> _WORK ITEM_
Where a line of the records holds the string "stdout", copy that line.
----------------------------------------
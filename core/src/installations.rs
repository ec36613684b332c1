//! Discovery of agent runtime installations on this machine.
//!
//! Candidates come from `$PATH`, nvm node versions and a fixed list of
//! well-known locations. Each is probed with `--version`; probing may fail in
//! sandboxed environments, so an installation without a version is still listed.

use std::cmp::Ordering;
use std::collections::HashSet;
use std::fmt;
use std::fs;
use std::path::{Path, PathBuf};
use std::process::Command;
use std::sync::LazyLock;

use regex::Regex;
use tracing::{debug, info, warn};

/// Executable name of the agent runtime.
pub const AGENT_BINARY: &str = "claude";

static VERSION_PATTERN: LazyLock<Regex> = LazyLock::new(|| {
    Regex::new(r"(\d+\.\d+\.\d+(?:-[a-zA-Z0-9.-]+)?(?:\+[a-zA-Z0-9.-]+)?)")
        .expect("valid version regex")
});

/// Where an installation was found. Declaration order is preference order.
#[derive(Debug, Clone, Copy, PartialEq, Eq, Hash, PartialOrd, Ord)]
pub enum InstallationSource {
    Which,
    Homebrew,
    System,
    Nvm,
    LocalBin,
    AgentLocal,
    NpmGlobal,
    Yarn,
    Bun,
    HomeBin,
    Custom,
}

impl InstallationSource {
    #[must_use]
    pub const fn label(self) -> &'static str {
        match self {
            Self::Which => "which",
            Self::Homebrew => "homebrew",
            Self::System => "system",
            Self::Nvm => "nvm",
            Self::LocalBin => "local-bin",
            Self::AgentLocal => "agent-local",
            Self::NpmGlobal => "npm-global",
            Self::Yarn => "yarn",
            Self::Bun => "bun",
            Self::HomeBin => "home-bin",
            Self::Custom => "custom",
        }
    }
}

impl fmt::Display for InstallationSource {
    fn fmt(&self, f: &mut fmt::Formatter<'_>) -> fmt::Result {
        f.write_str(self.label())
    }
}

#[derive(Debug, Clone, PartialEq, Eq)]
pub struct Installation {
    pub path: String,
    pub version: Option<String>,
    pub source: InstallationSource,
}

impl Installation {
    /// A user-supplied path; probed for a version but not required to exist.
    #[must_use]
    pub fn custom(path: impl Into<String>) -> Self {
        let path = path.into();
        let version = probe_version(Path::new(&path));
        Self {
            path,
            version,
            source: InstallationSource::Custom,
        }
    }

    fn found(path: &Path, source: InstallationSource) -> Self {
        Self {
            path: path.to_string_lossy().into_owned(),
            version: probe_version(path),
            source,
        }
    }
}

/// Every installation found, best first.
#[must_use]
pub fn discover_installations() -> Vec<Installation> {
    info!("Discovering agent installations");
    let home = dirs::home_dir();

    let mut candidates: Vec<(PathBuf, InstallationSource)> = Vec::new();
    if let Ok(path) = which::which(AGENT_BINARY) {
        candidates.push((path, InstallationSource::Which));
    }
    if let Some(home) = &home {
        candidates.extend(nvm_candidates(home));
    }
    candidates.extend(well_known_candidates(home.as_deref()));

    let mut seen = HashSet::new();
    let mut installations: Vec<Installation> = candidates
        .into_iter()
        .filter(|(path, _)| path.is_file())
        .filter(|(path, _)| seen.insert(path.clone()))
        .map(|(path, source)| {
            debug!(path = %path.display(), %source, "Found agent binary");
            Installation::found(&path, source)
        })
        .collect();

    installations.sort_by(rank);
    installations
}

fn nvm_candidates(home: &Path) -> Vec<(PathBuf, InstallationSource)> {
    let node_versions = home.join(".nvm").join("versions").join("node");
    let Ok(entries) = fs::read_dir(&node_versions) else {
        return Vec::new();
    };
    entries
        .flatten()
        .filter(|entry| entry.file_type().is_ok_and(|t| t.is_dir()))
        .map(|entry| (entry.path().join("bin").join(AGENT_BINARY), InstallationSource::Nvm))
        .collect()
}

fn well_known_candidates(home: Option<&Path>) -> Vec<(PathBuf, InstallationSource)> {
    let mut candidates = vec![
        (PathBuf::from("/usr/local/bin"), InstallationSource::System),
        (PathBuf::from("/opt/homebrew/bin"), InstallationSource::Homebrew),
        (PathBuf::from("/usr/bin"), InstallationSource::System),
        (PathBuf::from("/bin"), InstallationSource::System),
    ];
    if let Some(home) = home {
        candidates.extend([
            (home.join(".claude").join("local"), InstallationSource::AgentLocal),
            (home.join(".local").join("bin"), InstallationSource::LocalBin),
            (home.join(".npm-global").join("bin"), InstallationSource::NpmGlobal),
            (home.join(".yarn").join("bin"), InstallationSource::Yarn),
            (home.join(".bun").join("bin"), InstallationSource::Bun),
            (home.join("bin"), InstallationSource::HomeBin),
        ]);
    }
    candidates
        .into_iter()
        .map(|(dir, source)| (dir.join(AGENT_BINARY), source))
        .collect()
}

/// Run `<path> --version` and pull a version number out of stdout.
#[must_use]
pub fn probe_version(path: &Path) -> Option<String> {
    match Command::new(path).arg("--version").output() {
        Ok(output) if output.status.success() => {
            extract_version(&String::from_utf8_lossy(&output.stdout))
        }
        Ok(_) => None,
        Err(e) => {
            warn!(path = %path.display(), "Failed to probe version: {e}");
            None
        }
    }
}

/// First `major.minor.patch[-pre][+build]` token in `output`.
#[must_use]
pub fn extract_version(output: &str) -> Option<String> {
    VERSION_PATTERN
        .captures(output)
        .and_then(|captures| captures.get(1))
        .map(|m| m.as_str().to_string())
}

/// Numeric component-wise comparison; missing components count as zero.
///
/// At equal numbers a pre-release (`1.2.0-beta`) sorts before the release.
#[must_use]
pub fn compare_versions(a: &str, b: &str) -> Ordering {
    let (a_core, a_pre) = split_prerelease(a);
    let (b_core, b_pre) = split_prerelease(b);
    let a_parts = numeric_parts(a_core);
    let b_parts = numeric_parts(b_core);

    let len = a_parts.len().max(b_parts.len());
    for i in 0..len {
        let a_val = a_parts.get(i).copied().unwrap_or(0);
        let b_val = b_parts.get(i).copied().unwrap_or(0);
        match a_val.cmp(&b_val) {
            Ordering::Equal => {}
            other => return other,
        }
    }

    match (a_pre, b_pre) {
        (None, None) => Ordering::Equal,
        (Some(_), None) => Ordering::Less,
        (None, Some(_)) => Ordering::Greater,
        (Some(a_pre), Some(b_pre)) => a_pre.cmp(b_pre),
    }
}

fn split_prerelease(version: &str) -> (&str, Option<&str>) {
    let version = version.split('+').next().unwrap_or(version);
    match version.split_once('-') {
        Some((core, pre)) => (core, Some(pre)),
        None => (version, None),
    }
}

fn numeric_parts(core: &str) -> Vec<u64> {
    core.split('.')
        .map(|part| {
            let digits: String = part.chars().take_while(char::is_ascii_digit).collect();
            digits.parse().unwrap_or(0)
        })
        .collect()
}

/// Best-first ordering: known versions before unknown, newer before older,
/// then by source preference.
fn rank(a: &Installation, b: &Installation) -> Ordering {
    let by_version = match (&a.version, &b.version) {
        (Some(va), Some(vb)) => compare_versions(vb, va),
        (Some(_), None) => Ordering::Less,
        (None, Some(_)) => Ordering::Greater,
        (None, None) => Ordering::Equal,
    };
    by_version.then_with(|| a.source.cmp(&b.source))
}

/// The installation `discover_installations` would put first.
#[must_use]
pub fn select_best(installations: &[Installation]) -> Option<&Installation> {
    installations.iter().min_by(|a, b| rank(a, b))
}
----------------------------------------
> _TASK SOLUTION_
/// Run `<path> --version` and pull a version number out of stdout.
            extract_version(&String::from_utf8_lossy(&output.stdout))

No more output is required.